-- The task --
Starting with the first line of the records, write out each line exactly until you have included the line containing "pub fn arity(function: &str, expected: impl".

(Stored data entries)
▬▬▬

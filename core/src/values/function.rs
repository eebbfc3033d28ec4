//! Host functions callable from expressions as `@name(...)`.

use std::fmt;
use std::sync::Arc;

use thiserror::Error;

use super::Value;

/// Message used when a host function fails without saying why.
pub const UNKNOWN_ERROR: &str = "unknown error";

/// Trait for functions the host exposes to expressions.
///
/// Functions receive their arguments already evaluated, left to right.
/// Arity and argument types are the function's own business: report
/// mismatches by returning a [`FunctionError`].
///
/// Any `Fn(&[Value]) -> Result<Value, FunctionError>` closure that is
/// `Send + Sync` implements this trait.
pub trait Function: Send + Sync {
    fn call(&self, args: &[Value]) -> Result<Value, FunctionError>;
}

impl<F> Function for F
where
    F: Fn(&[Value]) -> Result<Value, FunctionError> + Send + Sync,
{
    fn call(&self, args: &[Value]) -> Result<Value, FunctionError> {
        self(args)
    }
}

/// Shared handle to a registered function.
pub type HostFunction = Arc<dyn Function>;

/// Type alias for plain function pointers, as used by the standard library.
pub type NativeFn = fn(&[Value]) -> Result<Value, FunctionError>;

/// Error raised by a host function.
#[derive(Debug, Clone, PartialEq, Eq, Error)]
#[error("{message}")]
pub struct FunctionError {
    message: String,
}

impl FunctionError {
    pub fn new(message: impl Into<String>) -> Self {
        let message = message.into();
        if message.is_empty() {
            Self::unknown()
        } else {
            Self { message }
        }
    }

    pub fn unknown() -> Self {
        Self {
            message: UNKNOWN_ERROR.to_string(),
        }
    }

    /// Arity mismatch helper.
    pub fn arity(function: &str, expected: impl fmt::Display, found: usize) -> Self {
        Self::new(format!(
            "{}() expects {} argument(s), got {}",
            function, expected, found
        ))
    }

    /// Argument type mismatch helper.
    pub fn argument_type(function: &str, index: usize, expected: &str, found: &Value) -> Self {
        Self::new(format!(
            "{}() argument {} must be a {}, got {}",
            function,
            index + 1,
            expected,
            found.type_name()
        ))
    }

    pub fn message(&self) -> &str {
        &self.message
    }
}

impl From<String> for FunctionError {
    fn from(message: String) -> Self {
        Self::new(message)
    }
}

impl From<&str> for FunctionError {
    fn from(message: &str) -> Self {
        Self::new(message)
    }
}
use std::collections::BTreeMap;

use super::Value;

/// Variable bindings for one evaluation.
///
/// The evaluator only reads from a context. The bindings are held as a
/// single object value so that `$` can refer to all of them at once.
#[derive(Debug, Clone, PartialEq)]
pub struct Context {
    root: Value,
}

impl Default for Context {
    fn default() -> Self {
        Self::new()
    }
}

impl Context {
    pub fn new() -> Self {
        Self {
            root: Value::Object(BTreeMap::new()),
        }
    }

    /// Builder-style insert.
    pub fn with(mut self, name: impl Into<String>, value: impl Into<Value>) -> Self {
        self.insert(name, value);
        self
    }

    pub fn insert(&mut self, name: impl Into<String>, value: impl Into<Value>) -> Option<Value> {
        match &mut self.root {
            Value::Object(bindings) => bindings.insert(name.into(), value.into()),
            _ => None,
        }
    }

    pub fn get(&self, name: &str) -> Option<&Value> {
        self.root.as_object().and_then(|bindings| bindings.get(name))
    }

    pub fn contains(&self, name: &str) -> bool {
        self.get(name).is_some()
    }

    pub fn len(&self) -> usize {
        self.root.as_object().map_or(0, |bindings| bindings.len())
    }

    pub fn is_empty(&self) -> bool {
        self.len() == 0
    }

    pub fn iter(&self) -> impl Iterator<Item = (&str, &Value)> {
        self.root
            .as_object()
            .into_iter()
            .flat_map(|bindings| bindings.iter().map(|(k, v)| (k.as_str(), v)))
    }

    /// All bindings as one object value.
    pub fn as_value(&self) -> &Value {
        &self.root
    }
}

impl<K, V> FromIterator<(K, V)> for Context
where
    K: Into<String>,
    V: Into<Value>,
{
    fn from_iter<I: IntoIterator<Item = (K, V)>>(iter: I) -> Self {
        Self {
            root: Value::object(iter),
        }
    }
}

impl From<BTreeMap<String, Value>> for Context {
    fn from(bindings: BTreeMap<String, Value>) -> Self {
        Self {
            root: Value::Object(bindings),
        }
    }
}

impl TryFrom<Value> for Context {
    type Error = Value;

    /// Only objects can serve as a context; anything else is handed back.
    fn try_from(value: Value) -> Result<Self, Self::Error> {
        match value {
            Value::Object(bindings) => Ok(Self::from(bindings)),
            other => Err(other),
        }
    }
}
//! Shared helpers for the integration tests.
//!
//! `test_case!` declares one test that evaluates `input` on a fresh default
//! engine and checks either the resulting value or the error code.

#![allow(dead_code, unused_macros)]

use safeval::{Context, Engine, Value};

macro_rules! test_case {
    (
        name: $name:ident,
        input: $input:expr,
        $(context: $context:expr,)?
        value: $value:expr $(,)?
    ) => {
        #[test]
        fn $name() {
            let context: safeval::Context = test_case!(@context $($context)?);
            let result = $crate::cases::evaluate($input, &context);
            pretty_assertions::assert_eq!(result, Ok(safeval::Value::from($value)));
        }
    };
    (
        name: $name:ident,
        input: $input:expr,
        $(context: $context:expr,)?
        error: $code:ident $(,)?
    ) => {
        #[test]
        fn $name() {
            let context: safeval::Context = test_case!(@context $($context)?);
            let result = $crate::cases::evaluate($input, &context);
            pretty_assertions::assert_eq!(result, Err(safeval::ErrorCode::$code));
        }
    };
    (@context) => {
        safeval::Context::new()
    };
    (@context $context:expr) => {
        $context
    };
}

/// Evaluate on an isolated engine, keeping only the error code.
pub fn evaluate(source: &str, context: &Context) -> Result<Value, safeval::ErrorCode> {
    engine().evaluate(source, context).map_err(|e| e.code)
}

/// A default engine with a few extra functions used across the tests.
pub fn engine() -> Engine {
    let engine = Engine::default();
    engine.register("sum", sum).expect("valid name");
    engine
        .register("boom", |_: &[Value]| -> Result<Value, safeval::FunctionError> {
            Err(safeval::FunctionError::new("boom() must never be called"))
        })
        .expect("valid name");
    engine
}

pub fn sum(args: &[Value]) -> Result<Value, safeval::FunctionError> {
    Ok(Value::from(args.iter().map(Value::to_number).sum::<f64>()))
}

/// The nested data most member-access tests read from.
pub fn orders() -> Context {
    Context::new()
        .with(
            "a",
            Value::object([(
                "b",
                Value::array([Value::object([("c", Value::from(42))])]),
            )]),
        )
        .with(
            "order",
            Value::object([
                ("id", Value::from("A-17")),
                ("total", Value::from(120.5)),
                ("lines", Value::array([1, 2, 3])),
                ("customer", Value::Null),
            ]),
        )
}
//! Bounded cache of parsed programs.

use std::collections::VecDeque;
use std::sync::Arc;

use hashbrown::HashMap;
use parking_lot::Mutex;

use crate::parser::Program;

/// Programs are keyed by source text and the depth limit they were parsed with.
type CacheKey = (String, usize);

/// First-in first-out cache shared between an engine and its sessions.
#[derive(Debug, Default)]
pub(crate) struct ProgramCache {
    inner: Mutex<CacheInner>,
}

#[derive(Debug, Default)]
struct CacheInner {
    programs: HashMap<CacheKey, Arc<Program>>,
    order: VecDeque<CacheKey>,
}

impl ProgramCache {
    pub fn get(&self, source: &str, max_depth: usize) -> Option<Arc<Program>> {
        let key = (source.to_string(), max_depth);
        self.inner.lock().programs.get(&key).cloned()
    }

    /// Store a program, evicting the oldest entries beyond `capacity`.
    pub fn insert(&self, source: &str, max_depth: usize, program: Arc<Program>, capacity: usize) {
        if capacity == 0 {
            return;
        }
        let key = (source.to_string(), max_depth);
        let mut inner = self.inner.lock();
        if inner.programs.insert(key.clone(), program).is_none() {
            inner.order.push_back(key);
        }
        while inner.order.len() > capacity {
            if let Some(oldest) = inner.order.pop_front() {
                inner.programs.remove(&oldest);
            }
        }
    }

    pub fn clear(&self) {
        let mut inner = self.inner.lock();
        inner.programs.clear();
        inner.order.clear();
    }

    pub fn len(&self) -> usize {
        self.inner.lock().programs.len()
    }
}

▬▬▬

-- Reply --
filename core/src/values/function.rs
repository eebbfc3033d28ec4
//! Host functions callable from expressions as `@name(...)`.

use std::fmt;
use std::sync::Arc;

use thiserror::Error;

use super::Value;

/// Message used when a host function fails without saying why.
pub const UNKNOWN_ERROR: &str = "unknown error";

/// Trait for functions the host exposes to expressions.
///
/// Functions receive their arguments already evaluated, left to right.
/// Arity and argument types are the function's own business: report
/// mismatches by returning a [`FunctionError`].
///
/// Any `Fn(&[Value]) -> Result<Value, FunctionError>` closure that is
/// `Send + Sync` implements this trait.
pub trait Function: Send + Sync {
    fn call(&self, args: &[Value]) -> Result<Value, FunctionError>;
}

impl<F> Function for F
where
    F: Fn(&[Value]) -> Result<Value, FunctionError> + Send + Sync,
{
    fn call(&self, args: &[Value]) -> Result<Value, FunctionError> {
        self(args)
    }
}

/// Shared handle to a registered function.
pub type HostFunction = Arc<dyn Function>;

/// Type alias for plain function pointers, as used by the standard library.
pub type NativeFn = fn(&[Value]) -> Result<Value, FunctionError>;

/// Error raised by a host function.
#[derive(Debug, Clone, PartialEq, Eq, Error)]
#[error("{message}")]
pub struct FunctionError {
    message: String,
}

impl FunctionError {
    pub fn new(message: impl Into<String>) -> Self {
        let message = message.into();
        if message.is_empty() {
            Self::unknown()
        } else {
            Self { message }
        }
    }

    pub fn unknown() -> Self {
        Self {
            message: UNKNOWN_ERROR.to_string(),
        }
    }

    /// Arity mismatch helper.
    pub fn arity(function: &str, expected: impl fmt::Display, found: usize) -> Self {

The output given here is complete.